The candidates will hopefully give their reasons for objecting to Common Core, but somewhere in this process it should be put down for the historical record why Americans are opposing the Common Core standards. We know there is a prohibition against national standards in the General Education Protection Act. We know that previous congresses failed to pass national standards even for one subject (history 1993 99:1 fail in the Senate). What we don’t have is a good record of is why these concepts have not met with broad public approval before. This would be a good sign post for the next time someone or some group tries to push for a single set of national standards.

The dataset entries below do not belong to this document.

// ============================================================================
// Rounding to Currency Units
// ============================================================================

impl Money {
    fn denominator(&self) -> Option<u32> {
        match self.currency.minor_unit_denominator {
            Datum::Known(d) => Some(d),
            Datum::Unknown | Datum::NotApplicable => None,
        }
    }

    /// Round to a multiple of the minor unit `1/d`. Currencies without a
    /// known denominator return an equal copy.
    pub fn round_to_minor(&self, rounding: Rounding) -> MoneyResult<Money> {
        match self.denominator() {
            Some(d) => {
                let amount = quantize_to_denominator(self.amount, d, rounding, &Context::default())?;
                Ok(self.with_amount(amount))
            },
            None => Ok(self.clone()),
        }
    }

    /// Round to whole major units. Currencies without a known denominator
    /// return an equal copy.
    pub fn round_to_major(&self, rounding: Rounding) -> MoneyResult<Money> {
        match self.denominator() {
            Some(_) => {
                let amount = self.amount.round_integral(rounding, &Context::default())?;
                Ok(self.with_amount(amount))
            },
            None => Ok(self.clone()),
        }
    }

    /// Round to the decimal places needed to write the minor unit (one place
    /// for a denominator of 5, two for 100).
    pub fn round_to_decimal(&self, rounding: Rounding) -> MoneyResult<Money> {
        match (self.currency.decimal_places(), self.amount) {
            (Some(places), Amount::Finite(_)) => {
                let amount = self.amount.quantize(-(places as i32), rounding, &Context::default())?;
                Ok(self.with_amount(amount))
            },
            _ => Ok(self.clone()),
        }
    }

    /// True if the amount is a whole number of minor units. Without a known
    /// denominator any finite amount qualifies.
    ///
    /// With a denominator such as 3 the minor unit is held to the context
    /// precision, so `0.6666666666666666666666666667` counts as two units.
    pub fn is_nominal_division(&self) -> bool {
        if !self.amount.is_finite() {
            return false;
        }
        match self.denominator() {
            Some(d) => matches!(
                whole_units(self.amount, Amount::from(d), &Context::default()),
                Ok(Some(_))
            ),
            None => true,
        }
    }

    /// True if the amount is a whole number of major units.
    pub fn is_nominal_major(&self) -> bool {
        matches!(self.amount, Amount::Finite(value) if value.fract().is_zero())
    }
}

// ============================================================================
// Comparison and Display
// ============================================================================

impl PartialEq for Money {
    fn eq(&self, other: &Self) -> bool {
        self.currency == other.currency && self.amount == other.amount
    }
}

impl PartialOrd for Money {
    /// Only defined within one currency
    fn partial_cmp(&self, other: &Self) -> Option<Ordering> {
        if self.currency == other.currency {
            self.amount.partial_cmp(&other.amount)
        } else {
            None
        }
    }
}

impl fmt::Display for Money {
    fn fmt(&self, f: &mut fmt::Formatter<'_>) -> fmt::Result {
        write!(f, "{} {}", self.amount, self.currency.code_alpha3)
    }
}

// ============================================================================
// Operator Front-ends
// ============================================================================

impl Add for &Money {
    type Output = MoneyResult<Money>;

    fn add(self, rhs: Self) -> Self::Output {
        Money::add(self, rhs, &Context::default())
    }
}

impl Sub for &Money {
    type Output = MoneyResult<Money>;

    fn sub(self, rhs: Self) -> Self::Output {
        Money::sub(self, rhs, &Context::default())
    }
}

impl Neg for &Money {
    type Output = MoneyResult<Money>;

    fn neg(self) -> Self::Output {
        self.money_op(MathOp::Neg, Operand::None, &Context::default())
    }
}

impl Div for &Money {
    type Output = MoneyResult<Amount>;

    fn div(self, rhs: Self) -> Self::Output {
        Money::div(self, rhs, &Context::default())?.into_scalar()
    }
}

impl Rem for &Money {
    type Output = MoneyResult<Money>;

    fn rem(self, rhs: Self) -> Self::Output {
        Money::rem(self, rhs, &Context::default())
    }
}

macro_rules! impl_scalar_ops {
    ($($t:ty),*) => {
        $(
            impl Mul<$t> for &Money {
                type Output = MoneyResult<Money>;

                fn mul(self, rhs: $t) -> Self::Output {
                    Money::mul(self, rhs, &Context::default())
                }
            }

            impl Mul<&Money> for $t {
                type Output = MoneyResult<Money>;

                fn mul(self, rhs: &Money) -> Self::Output {
                    Money::mul(rhs, self, &Context::default())
                }
            }

            impl Div<$t> for &Money {
                type Output = MoneyResult<Money>;

                fn div(self, rhs: $t) -> Self::Output {
                    Money::div(self, rhs, &Context::default())?.into_money()
                }
            }

            impl Rem<$t> for &Money {
                type Output = MoneyResult<Money>;

                fn rem(self, rhs: $t) -> Self::Output {
                    Money::rem(self, rhs, &Context::default())
                }
            }
        )*
    };
}

impl_scalar_ops!(Amount, Decimal, i32, i64, u32, u64);
// ============================================================================
// Errors
// Failure conditions reported by the registry and the money operators
// ============================================================================

use crate::numeric::Signal;
use thiserror::Error;

/// Result type for registry and money operations
pub type MoneyResult<T> = std::result::Result<T, MoneyError>;

/// Registry and arithmetic errors
#[derive(Error, Debug, Clone, PartialEq, Eq)]
pub enum MoneyError {
    /// The code does not resolve to any currency in the set
    #[error("currency not found: {code}")]
    NotFound { code: String },

    /// A numeric code matched several currencies and could not be narrowed
    /// down, or a dataset violated the registry invariants
    #[error("ambiguous currency code {code}: {reason}")]
    AmbiguousCode { code: String, reason: String },

    /// Operands of a money-required operation use different currencies
    #[error("mismatched currency: {left} vs {right}")]
    MismatchedCurrency { left: String, right: String },

    /// The operand is of a kind the operation does not accept
    #[error("wrong operand type for {operation}: expected {expected}")]
    WrongOperandType {
        operation: &'static str,
        expected: &'static str,
    },

    /// A decimal condition that the active context traps
    #[error("arithmetic error: {0}")]
    Arithmetic(Signal),

    /// Mint input that cannot be represented as an exact decimal
    #[error("invalid amount: {0}")]
    InvalidAmount(String),

    /// Decimal context configuration is out of range
    #[error("invalid context: {0}")]
    InvalidContext(String),

    /// A currency source produced records that could not be read
    #[error("invalid dataset {dataset}: {reason}")]
    InvalidDataset { dataset: String, reason: String },

    /// An operation result was unwrapped as a shape it does not have
    #[error("unexpected outcome: expected {expected}, found {found}")]
    UnexpectedOutcome {
        expected: &'static str,
        found: &'static str,
    },
}

impl From<Signal> for MoneyError {
    fn from(signal: Signal) -> Self {
        MoneyError::Arithmetic(signal)
    }
}

impl MoneyError {
    pub(crate) fn not_found(code: impl ToString) -> Self {
        MoneyError::NotFound {
            code: code.to_string(),
        }
    }

    pub(crate) fn ambiguous(code: impl ToString, reason: impl Into<String>) -> Self {
        MoneyError::AmbiguousCode {
            code: code.to_string(),
            reason: reason.into(),
        }
    }
}
#[rustfmt::skip]
pub(super) static HISTORICAL: &[HistoricalRow] = &[
    // Numeric codes reused by a successor
    ("ARP", 32, "Peso Argentino", &["AR"], Some((1983, 6, 6)), Some((1985, 6, 13))),
    ("ARA", 32, "Austral", &["AR"], Some((1985, 6, 14)), Some((1991, 12, 31))),
    ("AOK", 24, "Kwanza", &["AO"], Some((1977, 1, 8)), Some((1990, 9, 24))),
    ("AON", 24, "New Kwanza", &["AO"], Some((1990, 9, 25)), Some((1995, 6, 30))),
    ("BOP", 68, "Peso boliviano", &["BO"], Some((1963, 1, 1)), Some((1986, 12, 31))),
    ("ILP", 376, "Pound", &["IL"], None, Some((1980, 2, 21))),
    ("ILR", 376, "Old Shekel", &["IL"], Some((1980, 2, 22)), Some((1985, 9, 3))),
    ("MXP", 484, "Mexican Peso", &["MX"], None, Some((1992, 12, 31))),
    ("PEH", 604, "Sol", &["PE"], None, Some((1985, 1, 31))),
    ("PEI", 604, "Inti", &["PE"], Some((1985, 2, 1)), Some((1991, 6, 30))),
    ("SDP", 736, "Sudanese Pound", &["SD"], None, Some((1992, 6, 7))),
    ("SDD", 736, "Sudanese Dinar", &["SD"], Some((1992, 6, 8)), Some((2007, 6, 30))),
    ("SUR", 810, "Rouble", &["SUHH"], Some((1961, 1, 1)), Some((1991, 12, 31))),
    ("RUR", 810, "Russian Ruble", &["RU"], Some((1992, 1, 1)), Some((1997, 12, 31))),
    ("UYP", 858, "Uruguayan Peso", &["UY"], Some((1975, 7, 1)), Some((1993, 2, 28))),
    ("YUM", 891, "New Dinar", &["YUCS"], Some((1994, 1, 24)), Some((2003, 7, 2))),
    ("CSD", 891, "Serbian Dinar", &["CSXX"], Some((2003, 7, 3)), Some((2006, 12, 31))),
    ("ZRZ", 180, "Zaire", &["ZRCD"], Some((1967, 1, 1)), Some((1993, 10, 21))),
    ("ZRN", 180, "New Zaire", &["ZRCD"], Some((1993, 10, 22)), Some((1999, 6, 30))),
    // Euro legacy currencies
    ("ATS", 40, "Schilling", &["AT"], None, Some((2001, 12, 31))),
    ("BEF", 56, "Belgian Franc", &["BE"], None, Some((2001, 12, 31))),
    ("CYP", 196, "Cyprus Pound", &["CY"], None, Some((2007, 12, 31))),
    ("DEM", 276, "Deutsche Mark", &["DE"], Some((1948, 6, 20)), Some((2001, 12, 31))),
    ("EEK", 233, "Kroon", &["EE"], Some((1992, 6, 20)), Some((2010, 12, 31))),
    ("ESP", 724, "Spanish Peseta", &["ES"], None, Some((2001, 12, 31))),
    ("FIM", 246, "Markka", &["FI"], None, Some((2001, 12, 31))),
    ("FRF", 250, "French Franc", &["FR"], Some((1960, 1, 1)), Some((2001, 12, 31))),
    ("GRD", 300, "Drachma", &["GR"], None, Some((2001, 12, 31))),
    ("HRK", 191, "Kuna", &["HR"], Some((1994, 5, 30)), Some((2022, 12, 31))),
    ("IEP", 372, "Irish Pound", &["IE"], None, Some((2001, 12, 31))),
    ("ITL", 380, "Italian Lira", &["IT"], None, Some((2001, 12, 31))),
    ("LTL", 440, "Lithuanian Litas", &["LT"], Some((1993, 6, 25)), Some((2014, 12, 31))),
    ("LUF", 442, "Luxembourg Franc", &["LU"], None, Some((2001, 12, 31))),
    ("LVL", 428, "Latvian Lats", &["LV"], Some((1993, 3, 5)), Some((2013, 12, 31))),
    ("MTL", 470, "Maltese Lira", &["MT"], None, Some((2007, 12, 31))),
    ("NLG", 528, "Netherlands Guilder", &["NL"], None, Some((2001, 12, 31))),
    ("PTE", 620, "Portuguese Escudo", &["PT"], None, Some((2001, 12, 31))),
    ("SIT", 705, "Tolar", &["SI"], Some((1991, 10, 8)), Some((2006, 12, 31))),
    ("SKK", 703, "Slovak Koruna", &["SK"], Some((1993, 2, 8)), Some((2008, 12, 31))),
    ("XEU", 954, "European Currency Unit (E.C.U)", &[], Some((1979, 3, 13)), Some((1998, 12, 31))),
    // Replaced under a new numeric code
    ("AZM", 31, "Azerbaijanian Manat", &["AZ"], Some((1992, 8, 15)), Some((2005, 12, 31))),
    ("BYR", 974, "Belarusian Ruble", &["BY"], Some((2000, 1, 1)), Some((2016, 6, 30))),
    ("CUC", 931, "Peso Convertible", &["CU"], Some((1994, 1, 1)), Some((2020, 12, 31))),
    ("GHC", 288, "Cedi", &["GH"], Some((1967, 2, 23)), Some((2007, 6, 30))),
    ("MRO", 478, "Ouguiya", &["MR"], Some((1973, 6, 29)), Some((2017, 12, 31))),
    ("MZM", 508, "Mozambique Metical", &["MZ"], Some((1980, 6, 16)), Some((2006, 6, 30))),
    ("ROL", 642, "Old Leu", &["RO"], None, Some((2005, 6, 30))),
    ("SLL", 694, "Leone", &["SL"], Some((1964, 8, 4)), None),
    ("STD", 678, "Dobra", &["ST"], Some((1977, 9, 8)), Some((2017, 12, 31))),
    ("TMM", 795, "Turkmenistan Manat", &["TM"], Some((1993, 11, 1)), Some((2008, 12, 31))),
    ("TRL", 792, "Old Turkish Lira", &["TR"], None, Some((2005, 12, 31))),
    ("VEB", 862, "Bolivar", &["VE"], None, Some((2007, 12, 31))),
    ("VEF", 937, "Bolivar Fuerte", &["VE"], Some((2008, 1, 1)), Some((2018, 8, 20))),
    ("ZMK", 894, "Zambian Kwacha", &["ZM"], Some((1968, 1, 16)), Some((2012, 12, 31))),
    ("ZWD", 716, "Zimbabwe Dollar", &["ZW"], Some((1980, 4, 18)), Some((2006, 7, 31))),
    ("ZWL", 932, "Zimbabwe Dollar", &["ZW"], Some((2009, 2, 2)), Some((2024, 8, 31))),
];
#[cfg(test)]
mod tests {
    use super::*;
    use crate::numeric::{Amount, Rounding};
    use rust_decimal_macros::dec;

    fn date(y: i32, m: u32, d: u32) -> NaiveDate {
        NaiveDate::from_ymd_opt(y, m, d).unwrap()
    }

    fn sample_set() -> CurrencySet {
        CurrencySet::new([
            Currency::new("EUR", 978).with_denominator(100).with_name("Euro"),
            Currency::new("USD", 840).with_denominator(100).with_name("US Dollar"),
            Currency::new("MGA", 969).with_denominator(5),
            Currency::new("XAU", 959).continuous(),
            Currency::new("ZRZ", 180)
                .with_denominator(100)
                .active_from(date(1967, 1, 1))
                .active_until(date(1993, 10, 21)),
            Currency::new("ZRN", 180)
                .with_denominator(100)
                .active_from(date(1993, 10, 22))
                .active_until(date(1999, 6, 30)),
        ])
        .unwrap()
    }

    #[test]
    fn test_alpha_and_numeric_lookup_share_instance() {
        let set = sample_set();
        let by_alpha = set.get("EUR", None).unwrap();
        let by_num = set.get(978u16, None).unwrap();
        let by_num_str = set.get("978", None).unwrap();
        assert!(Arc::ptr_eq(&by_alpha, &by_num));
        assert!(Arc::ptr_eq(&by_alpha, &by_num_str));
        assert!(Arc::ptr_eq(
            &set.get("USD", None).unwrap(),
            &set.get(840u16, None).unwrap()
        ));
    }

    #[test]
    fn test_alpha_lookup_ignores_date() {
        let set = sample_set();
        let zrz = set.get("ZRZ", Some(date(2020, 1, 1))).unwrap();
        assert_eq!(zrz.code_alpha3, "ZRZ");
    }

    #[test]
    fn test_single_candidate_ignores_date() {
        let set = sample_set();
        let eur = set.get(978u16, Some(date(1800, 1, 1))).unwrap();
        assert_eq!(eur.code_alpha3, "EUR");
    }

    #[test]
    fn test_not_found() {
        let set = sample_set();
        assert_eq!(
            set.get("XYZ", None).unwrap_err(),
            MoneyError::NotFound {
                code: "XYZ".to_string()
            }
        );
        assert_eq!(
            set.get(1u16, None).unwrap_err(),
            MoneyError::NotFound {
                code: "001".to_string()
            }
        );
    }

    #[test]
    fn test_reused_numeric_code_requires_date() {
        let set = sample_set();
        let err = set.get(180u16, None).unwrap_err();
        assert!(matches!(err, MoneyError::AmbiguousCode { .. }));

        let old = set.get(180u16, Some(date(1980, 5, 1))).unwrap();
        assert_eq!(old.code_alpha3, "ZRZ");
        let new = set.get(180u16, Some(date(1995, 5, 1))).unwrap();
        assert_eq!(new.code_alpha3, "ZRN");
        assert_eq!(set.numeric_candidates(180).len(), 2);
        assert_eq!(set.numeric_candidates(180)[0].code_alpha3, "ZRZ");
    }

    #[test]
    fn test_reused_numeric_code_outside_all_windows() {
        let set = sample_set();
        let err = set.get(180u16, Some(date(2005, 1, 1))).unwrap_err();
        assert!(matches!(err, MoneyError::AmbiguousCode { .. }));
    }

    #[test]
    fn test_duplicate_alpha3_rejected() {
        let result = CurrencySet::new([Currency::new("EUR", 978), Currency::new("EUR", 979)]);
        assert!(matches!(result, Err(MoneyError::AmbiguousCode { .. })));
    }

    #[test]
    fn test_overlapping_numeric_windows_rejected() {
        let result = CurrencySet::new([
            Currency::new("AAA", 100).active_until(date(2000, 1, 1)),
            Currency::new("BBB", 100).active_from(date(1999, 1, 1)),
        ]);
        assert!(matches!(result, Err(MoneyError::AmbiguousCode { .. })));

        // Two open-ended records always overlap
        let result = CurrencySet::new([Currency::new("AAA", 100), Currency::new("BBB", 100)]);
        assert!(result.is_err());
    }

    #[test]
    fn test_zero_denominator_rejected() {
        assert!(CurrencySet::new([Currency::new("AAA", 1).with_denominator(0)]).is_err());
    }

    #[test]
    fn test_with_currency() {
        let set = sample_set();
        let bigger = set.with_currency(Currency::new("CHF", 756).with_denominator(100)).unwrap();
        assert_eq!(bigger.len(), set.len() + 1);
        assert!(!set.contains_alpha3("CHF"));
        assert!(bigger.contains_alpha3("CHF"));
        assert!(Arc::ptr_eq(
            &set.get("EUR", None).unwrap(),
            &bigger.get("EUR", None).unwrap()
        ));
        assert!(set.with_currency(Currency::new("EUR", 1)).is_err());
    }

    #[test]
    fn test_iteration_is_sorted() {
        let set = sample_set();
        let codes: Vec<_> = set.iter().map(|c| c.code_alpha3.as_str()).collect();
        assert_eq!(codes, vec!["EUR", "MGA", "USD", "XAU", "ZRN", "ZRZ"]);
        assert_eq!((&set).into_iter().count(), 6);
    }

    #[test]
    fn test_mint_exact_inputs() {
        let set = sample_set();
        let m = set.mint(dec!(100.10), "EUR").unwrap();
        assert_eq!(m.amount().to_string(), "100.10");
        assert_eq!(set.mint(42, "USD").unwrap().amount(), Amount::from(42));
        assert_eq!(set.mint(3.14, "USD").unwrap().amount().to_string(), "3.14");
    }

    #[test]
    fn test_mint_quantized() {
        let set = sample_set();
        let options = MintOptions::default().quantized();
        let cents = set.mint_with(dec!(3.1415), "USD", &options).unwrap();
        assert_eq!(cents.amount().to_string(), "3.14");
        let fifths = set.mint_with(dec!(3.1415), "MGA", &options).unwrap();
        assert_eq!(fifths.amount(), Amount::from(dec!(3.2)));

        // Continuous currency: quantization is a no-op
        let gold = set.mint_with(dec!(3.1415), "XAU", &options).unwrap();
        assert_eq!(gold.amount(), Amount::from(dec!(3.1415)));

        let down = options.clone().with_rounding(Rounding::Down);
        let truncated = set.mint_with(dec!(3.149), "USD", &down).unwrap();
        assert_eq!(truncated.amount().to_string(), "3.14");
    }

    #[test]
    fn test_mint_propagates_lookup_errors() {
        let set = sample_set();
        assert!(matches!(set.mint(1, "XYZ"), Err(MoneyError::NotFound { .. })));
        assert!(matches!(set.mint(1, 180u16), Err(MoneyError::AmbiguousCode { .. })));
        let options = MintOptions::default().on(date(1995, 1, 1));
        let zrn = set.mint_with(1, 180u16, &options).unwrap();
        assert_eq!(zrn.currency().code_alpha3, "ZRN");
    }

    #[test]
    fn test_currency_code_parsing() {
        assert_eq!(CurrencyCode::from("978"), CurrencyCode::Numeric(978));
        assert_eq!(CurrencyCode::from("EUR"), CurrencyCode::Alpha("EUR".to_string()));
        assert_eq!(CurrencyCode::from("99999"), CurrencyCode::Alpha("99999".to_string()));
        assert_eq!(CurrencyCode::Numeric(8).to_string(), "008");
    }
}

If you ask a cross section of Americans their reasons for  opposing Common Core, you will get a variety of answers. For some it’s the quality. For others it’s the one size fits all approach. For others it’s the associated testing or data collection. Still others object to the re-purposing of education in general or the businessification of the local school house. The reasons don’t fit neatly into a single political framework so folks are finding themselves in bed with very strange bedfellows for the first time when it comes to opposing Common Core. These differences make it very difficult for candidates to state their opposition to Common Core in a way that can gather broad support.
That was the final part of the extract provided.